Every line in the records below that holds "written" must be identified and copied.

## Stored items
* * * * * * *

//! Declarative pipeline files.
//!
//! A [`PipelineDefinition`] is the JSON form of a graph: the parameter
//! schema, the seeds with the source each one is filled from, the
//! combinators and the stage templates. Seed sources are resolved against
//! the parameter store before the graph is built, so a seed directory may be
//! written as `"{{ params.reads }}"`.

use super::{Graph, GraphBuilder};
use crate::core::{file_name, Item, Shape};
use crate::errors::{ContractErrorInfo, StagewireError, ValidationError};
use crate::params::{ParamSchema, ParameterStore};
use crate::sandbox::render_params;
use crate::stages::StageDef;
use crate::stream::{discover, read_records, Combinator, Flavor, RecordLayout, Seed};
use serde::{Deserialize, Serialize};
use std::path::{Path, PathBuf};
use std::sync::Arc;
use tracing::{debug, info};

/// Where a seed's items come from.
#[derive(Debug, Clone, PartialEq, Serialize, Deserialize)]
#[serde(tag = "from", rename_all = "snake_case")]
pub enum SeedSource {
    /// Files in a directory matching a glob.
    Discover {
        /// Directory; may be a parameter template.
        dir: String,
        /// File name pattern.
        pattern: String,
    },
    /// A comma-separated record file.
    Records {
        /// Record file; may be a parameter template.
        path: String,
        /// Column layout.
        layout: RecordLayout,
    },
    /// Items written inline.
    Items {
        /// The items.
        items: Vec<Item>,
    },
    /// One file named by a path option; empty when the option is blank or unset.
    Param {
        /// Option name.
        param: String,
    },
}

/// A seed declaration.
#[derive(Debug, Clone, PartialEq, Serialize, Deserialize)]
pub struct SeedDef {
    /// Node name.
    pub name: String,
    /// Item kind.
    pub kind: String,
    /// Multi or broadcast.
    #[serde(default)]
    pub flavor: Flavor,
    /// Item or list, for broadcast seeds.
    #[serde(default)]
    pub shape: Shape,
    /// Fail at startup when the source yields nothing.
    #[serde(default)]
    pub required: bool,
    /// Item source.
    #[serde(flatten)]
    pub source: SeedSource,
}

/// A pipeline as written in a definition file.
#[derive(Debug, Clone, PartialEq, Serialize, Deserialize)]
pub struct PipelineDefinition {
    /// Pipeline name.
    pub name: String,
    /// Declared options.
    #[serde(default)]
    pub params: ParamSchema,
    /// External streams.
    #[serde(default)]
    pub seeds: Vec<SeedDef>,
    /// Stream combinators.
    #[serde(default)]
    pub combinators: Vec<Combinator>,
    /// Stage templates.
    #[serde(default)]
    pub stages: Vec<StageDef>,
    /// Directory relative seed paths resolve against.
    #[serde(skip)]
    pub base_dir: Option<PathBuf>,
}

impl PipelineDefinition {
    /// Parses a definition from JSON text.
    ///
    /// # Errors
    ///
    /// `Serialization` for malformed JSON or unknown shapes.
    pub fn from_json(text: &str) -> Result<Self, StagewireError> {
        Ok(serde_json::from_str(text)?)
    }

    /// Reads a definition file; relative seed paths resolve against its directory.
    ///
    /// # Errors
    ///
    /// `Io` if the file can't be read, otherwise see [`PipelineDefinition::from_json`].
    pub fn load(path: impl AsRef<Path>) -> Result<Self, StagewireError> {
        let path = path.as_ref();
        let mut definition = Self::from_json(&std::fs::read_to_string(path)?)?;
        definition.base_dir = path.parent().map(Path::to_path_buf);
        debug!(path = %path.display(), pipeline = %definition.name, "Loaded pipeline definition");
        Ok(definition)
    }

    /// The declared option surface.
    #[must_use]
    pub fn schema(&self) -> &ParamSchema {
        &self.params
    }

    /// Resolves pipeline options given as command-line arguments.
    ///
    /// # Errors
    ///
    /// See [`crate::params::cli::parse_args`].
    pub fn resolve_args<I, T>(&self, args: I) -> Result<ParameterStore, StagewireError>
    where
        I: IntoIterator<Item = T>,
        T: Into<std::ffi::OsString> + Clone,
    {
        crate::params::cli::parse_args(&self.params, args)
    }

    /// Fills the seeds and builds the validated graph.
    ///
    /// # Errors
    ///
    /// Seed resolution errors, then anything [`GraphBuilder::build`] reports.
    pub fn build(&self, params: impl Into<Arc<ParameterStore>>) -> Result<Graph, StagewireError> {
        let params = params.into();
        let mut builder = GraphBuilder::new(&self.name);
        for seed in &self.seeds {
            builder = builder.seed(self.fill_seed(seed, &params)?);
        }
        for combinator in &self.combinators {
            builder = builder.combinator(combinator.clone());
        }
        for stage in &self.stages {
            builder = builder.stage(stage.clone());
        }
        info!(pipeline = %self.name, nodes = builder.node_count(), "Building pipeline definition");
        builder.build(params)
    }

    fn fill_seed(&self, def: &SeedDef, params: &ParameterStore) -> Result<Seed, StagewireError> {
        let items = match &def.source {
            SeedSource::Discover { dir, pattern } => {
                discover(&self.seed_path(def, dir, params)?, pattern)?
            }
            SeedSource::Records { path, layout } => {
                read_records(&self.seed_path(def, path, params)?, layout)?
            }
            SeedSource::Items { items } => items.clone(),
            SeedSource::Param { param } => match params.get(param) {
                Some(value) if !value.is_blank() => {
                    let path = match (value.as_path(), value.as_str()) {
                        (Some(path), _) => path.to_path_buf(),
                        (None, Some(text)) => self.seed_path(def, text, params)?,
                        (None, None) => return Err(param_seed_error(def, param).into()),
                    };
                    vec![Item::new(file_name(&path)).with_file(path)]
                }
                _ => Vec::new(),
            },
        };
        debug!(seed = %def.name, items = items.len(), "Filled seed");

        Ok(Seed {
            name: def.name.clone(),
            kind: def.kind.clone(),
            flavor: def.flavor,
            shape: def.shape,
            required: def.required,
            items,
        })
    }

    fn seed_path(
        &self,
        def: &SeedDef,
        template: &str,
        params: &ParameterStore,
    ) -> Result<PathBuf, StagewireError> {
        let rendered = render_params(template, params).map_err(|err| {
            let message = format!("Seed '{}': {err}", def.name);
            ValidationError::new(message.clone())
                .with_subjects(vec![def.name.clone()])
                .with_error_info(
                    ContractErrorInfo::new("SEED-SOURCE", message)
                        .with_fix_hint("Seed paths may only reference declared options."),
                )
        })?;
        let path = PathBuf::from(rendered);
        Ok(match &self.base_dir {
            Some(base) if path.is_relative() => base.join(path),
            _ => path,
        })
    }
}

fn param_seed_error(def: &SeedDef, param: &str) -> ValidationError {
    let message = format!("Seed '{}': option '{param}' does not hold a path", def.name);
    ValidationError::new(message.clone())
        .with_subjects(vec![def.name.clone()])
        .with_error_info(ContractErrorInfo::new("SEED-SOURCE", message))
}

* * * * * * *

## SOLUTION
//! written as `"{{ params.reads }}"`.
    /// Items written inline.
/// A pipeline as written in a definition file.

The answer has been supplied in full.